***** Data provided
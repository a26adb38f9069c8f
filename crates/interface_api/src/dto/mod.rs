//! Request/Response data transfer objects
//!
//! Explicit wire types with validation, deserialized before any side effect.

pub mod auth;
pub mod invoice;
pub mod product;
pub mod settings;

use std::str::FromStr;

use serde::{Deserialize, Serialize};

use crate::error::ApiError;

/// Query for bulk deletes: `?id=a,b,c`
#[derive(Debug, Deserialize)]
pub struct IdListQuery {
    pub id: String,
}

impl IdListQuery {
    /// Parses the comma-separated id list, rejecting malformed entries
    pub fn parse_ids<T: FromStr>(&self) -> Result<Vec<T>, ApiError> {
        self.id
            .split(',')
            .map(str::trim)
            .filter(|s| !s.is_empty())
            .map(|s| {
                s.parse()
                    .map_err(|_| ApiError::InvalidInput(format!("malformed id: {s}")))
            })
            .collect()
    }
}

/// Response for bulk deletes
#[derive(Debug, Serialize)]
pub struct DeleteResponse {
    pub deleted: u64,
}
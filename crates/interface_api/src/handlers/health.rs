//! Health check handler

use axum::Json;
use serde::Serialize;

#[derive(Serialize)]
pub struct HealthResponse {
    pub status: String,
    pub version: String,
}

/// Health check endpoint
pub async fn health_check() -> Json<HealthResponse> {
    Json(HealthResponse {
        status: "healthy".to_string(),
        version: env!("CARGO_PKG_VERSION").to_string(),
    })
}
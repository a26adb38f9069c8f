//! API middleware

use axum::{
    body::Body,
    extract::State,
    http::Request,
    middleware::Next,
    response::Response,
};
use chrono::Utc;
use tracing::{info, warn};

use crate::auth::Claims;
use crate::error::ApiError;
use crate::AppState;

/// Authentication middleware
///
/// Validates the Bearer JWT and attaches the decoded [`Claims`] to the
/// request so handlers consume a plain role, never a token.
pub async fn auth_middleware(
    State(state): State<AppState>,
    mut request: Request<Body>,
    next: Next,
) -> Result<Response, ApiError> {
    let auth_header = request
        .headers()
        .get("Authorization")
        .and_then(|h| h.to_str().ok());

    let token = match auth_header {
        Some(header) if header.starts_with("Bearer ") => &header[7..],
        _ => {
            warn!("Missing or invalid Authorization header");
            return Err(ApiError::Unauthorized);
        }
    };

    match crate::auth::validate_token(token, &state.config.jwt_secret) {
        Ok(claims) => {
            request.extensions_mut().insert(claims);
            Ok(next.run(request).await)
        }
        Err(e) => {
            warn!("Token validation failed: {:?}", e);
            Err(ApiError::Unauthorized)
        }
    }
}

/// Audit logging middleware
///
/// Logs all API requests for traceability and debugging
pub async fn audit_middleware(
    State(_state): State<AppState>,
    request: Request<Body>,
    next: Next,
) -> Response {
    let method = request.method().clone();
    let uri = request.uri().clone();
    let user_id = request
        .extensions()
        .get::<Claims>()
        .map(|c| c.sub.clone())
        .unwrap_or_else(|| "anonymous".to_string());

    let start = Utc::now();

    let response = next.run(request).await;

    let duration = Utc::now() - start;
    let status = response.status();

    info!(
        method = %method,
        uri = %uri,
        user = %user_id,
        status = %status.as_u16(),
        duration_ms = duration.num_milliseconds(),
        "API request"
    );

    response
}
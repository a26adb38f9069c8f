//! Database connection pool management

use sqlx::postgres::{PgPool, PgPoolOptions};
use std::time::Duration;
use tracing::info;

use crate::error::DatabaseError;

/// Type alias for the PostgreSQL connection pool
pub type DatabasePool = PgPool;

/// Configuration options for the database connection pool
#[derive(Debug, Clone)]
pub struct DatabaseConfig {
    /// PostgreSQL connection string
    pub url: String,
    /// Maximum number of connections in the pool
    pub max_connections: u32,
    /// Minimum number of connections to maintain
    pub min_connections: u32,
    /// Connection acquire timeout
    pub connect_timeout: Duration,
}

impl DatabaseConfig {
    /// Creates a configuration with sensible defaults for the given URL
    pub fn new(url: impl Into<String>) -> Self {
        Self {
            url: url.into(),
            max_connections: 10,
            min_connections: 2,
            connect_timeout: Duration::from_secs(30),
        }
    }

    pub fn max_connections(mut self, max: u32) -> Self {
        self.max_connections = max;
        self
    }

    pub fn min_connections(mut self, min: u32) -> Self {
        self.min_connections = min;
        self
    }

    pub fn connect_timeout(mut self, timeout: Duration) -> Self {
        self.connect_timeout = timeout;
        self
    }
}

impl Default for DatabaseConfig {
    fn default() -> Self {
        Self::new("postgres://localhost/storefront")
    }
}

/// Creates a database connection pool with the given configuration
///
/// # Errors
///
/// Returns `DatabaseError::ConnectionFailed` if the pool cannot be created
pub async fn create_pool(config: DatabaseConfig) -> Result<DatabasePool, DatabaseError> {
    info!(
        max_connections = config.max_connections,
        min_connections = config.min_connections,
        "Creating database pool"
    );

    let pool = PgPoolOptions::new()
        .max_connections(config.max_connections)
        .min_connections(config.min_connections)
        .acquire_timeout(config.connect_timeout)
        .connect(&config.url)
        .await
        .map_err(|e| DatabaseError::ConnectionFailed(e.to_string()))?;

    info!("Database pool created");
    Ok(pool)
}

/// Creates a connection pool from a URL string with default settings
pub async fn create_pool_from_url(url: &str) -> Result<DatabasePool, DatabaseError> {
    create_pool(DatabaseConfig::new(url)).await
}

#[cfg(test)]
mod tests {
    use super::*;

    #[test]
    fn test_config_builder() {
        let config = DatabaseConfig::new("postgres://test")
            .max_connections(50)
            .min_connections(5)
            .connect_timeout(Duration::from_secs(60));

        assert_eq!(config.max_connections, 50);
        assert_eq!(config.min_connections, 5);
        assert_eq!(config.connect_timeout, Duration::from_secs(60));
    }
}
**********
The reply should consist of the records, reproduced exactly.

repository a26adb38f9069c8f
filename crates/interface_api/src/dto/mod.rs
//! Request/Response data transfer objects
//!
//! Explicit wire types with validation, deserialized before any side effect.

pub mod auth;
pub mod invoice;
pub mod product;
pub mod settings;

use std::str::FromStr;

use serde::{Deserialize, Serialize};

use crate::error::ApiError;

/// Query for bulk deletes: `?id=a,b,c`
#[derive(Debug, Deserialize)]
pub struct IdListQuery {
    pub id: String,
}

impl IdListQuery {
    /// Parses the comma-separated id list, rejecting malformed entries
    pub fn parse_ids<T: FromStr>(&self) -> Result<Vec<T>, ApiError> {
        self.id
            .split(',')
            .map(str::trim)
            .filter(|s| !s.is_empty())
            .map(|s| {
                s.parse()
                    .map_err(|_| ApiError::InvalidInput(format!("malformed id: {s}")))
            })
            .collect()
    }
}

/// Response for bulk deletes
#[derive(Debug, Serialize)]
pub struct DeleteResponse {
    pub deleted: u64,
}
filename crates/interface_api/src/handlers/health.rs
//! Health check handler

use axum::Json;
use serde::Serialize;

#[derive(Serialize)]
pub struct HealthResponse {
    pub status: String,
    pub version: String,
}

/// Health check endpoint
pub async fn health_check() -> Json<HealthResponse> {
    Json(HealthResponse {
        status: "healthy".to_string(),
        version: env!("CARGO_PKG_VERSION").to_string(),
    })
}
repository a26adb38f9069c8f
//! API middleware

use axum::{
    body::Body,
    extract::State,
    http::Request,
    middleware::Next,
    response::Response,
};
use chrono::Utc;
use tracing::{info, warn};

use crate::auth::Claims;
use crate::error::ApiError;
use crate::AppState;

/// Authentication middleware
///
/// Validates the Bearer JWT and attaches the decoded [`Claims`] to the
/// request so handlers consume a plain role, never a token.
pub async fn auth_middleware(
    State(state): State<AppState>,
    mut request: Request<Body>,
    next: Next,
) -> Result<Response, ApiError> {
    let auth_header = request
        .headers()
        .get("Authorization")
        .and_then(|h| h.to_str().ok());

    let token = match auth_header {
        Some(header) if header.starts_with("Bearer ") => &header[7..],
        _ => {
            warn!("Missing or invalid Authorization header");
            return Err(ApiError::Unauthorized);
        }
    };

    match crate::auth::validate_token(token, &state.config.jwt_secret) {
        Ok(claims) => {
            request.extensions_mut().insert(claims);
            Ok(next.run(request).await)
        }
        Err(e) => {
            warn!("Token validation failed: {:?}", e);
            Err(ApiError::Unauthorized)
        }
    }
}

/// Audit logging middleware
///
/// Logs all API requests for traceability and debugging
pub async fn audit_middleware(
    State(_state): State<AppState>,
    request: Request<Body>,
    next: Next,
) -> Response {
    let method = request.method().clone();
    let uri = request.uri().clone();
    let user_id = request
        .extensions()
        .get::<Claims>()
        .map(|c| c.sub.clone())
        .unwrap_or_else(|| "anonymous".to_string());

    let start = Utc::now();

    let response = next.run(request).await;

    let duration = Utc::now() - start;
    let status = response.status();

    info!(
        method = %method,
        uri = %uri,
        user = %user_id,
        status = %status.as_u16(),
        duration_ms = duration.num_milliseconds(),
        "API request"
    );

    response
}
repository a26adb38f9069c8f
//! Database connection pool management

use sqlx::postgres::{PgPool, PgPoolOptions};
use std::time::Duration;
use tracing::info;

use crate::error::DatabaseError;

/// Type alias for the PostgreSQL connection pool
pub type DatabasePool = PgPool;

/// Configuration options for the database connection pool
#[derive(Debug, Clone)]
pub struct DatabaseConfig {
    /// PostgreSQL connection string
    pub url: String,
    /// Maximum number of connections in the pool
    pub max_connections: u32,
    /// Minimum number of connections to maintain
    pub min_connections: u32,
    /// Connection acquire timeout
    pub connect_timeout: Duration,
}

impl DatabaseConfig {
    /// Creates a configuration with sensible defaults for the given URL
    pub fn new(url: impl Into<String>) -> Self {
        Self {
            url: url.into(),
            max_connections: 10,
            min_connections: 2,
            connect_timeout: Duration::from_secs(30),
        }
    }

    pub fn max_connections(mut self, max: u32) -> Self {
        self.max_connections = max;
        self
    }

    pub fn min_connections(mut self, min: u32) -> Self {
        self.min_connections = min;
        self
    }

    pub fn connect_timeout(mut self, timeout: Duration) -> Self {
        self.connect_timeout = timeout;
        self
    }
}

impl Default for DatabaseConfig {
    fn default() -> Self {
        Self::new("postgres://localhost/storefront")
    }
}

/// Creates a database connection pool with the given configuration
///
/// # Errors
///
/// Returns `DatabaseError::ConnectionFailed` if the pool cannot be created
pub async fn create_pool(config: DatabaseConfig) -> Result<DatabasePool, DatabaseError> {
    info!(
        max_connections = config.max_connections,
        min_connections = config.min_connections,
        "Creating database pool"
    );

    let pool = PgPoolOptions::new()
        .max_connections(config.max_connections)
        .min_connections(config.min_connections)
        .acquire_timeout(config.connect_timeout)
        .connect(&config.url)
        .await
        .map_err(|e| DatabaseError::ConnectionFailed(e.to_string()))?;

    info!("Database pool created");
    Ok(pool)
}

/// Creates a connection pool from a URL string with default settings
pub async fn create_pool_from_url(url: &str) -> Result<DatabasePool, DatabaseError> {
    create_pool(DatabaseConfig::new(url)).await
}

#[cfg(test)]
mod tests {
    use super::*;

    #[test]
    fn test_config_builder() {
        let config = DatabaseConfig::new("postgres://test")
            .max_connections(50)
            .min_connections(5)
            .connect_timeout(Duration::from_secs(60));

        assert_eq!(config.max_connections, 50);
        assert_eq!(config.min_connections, 5);
        assert_eq!(config.connect_timeout, Duration::from_secs(60));
    }
}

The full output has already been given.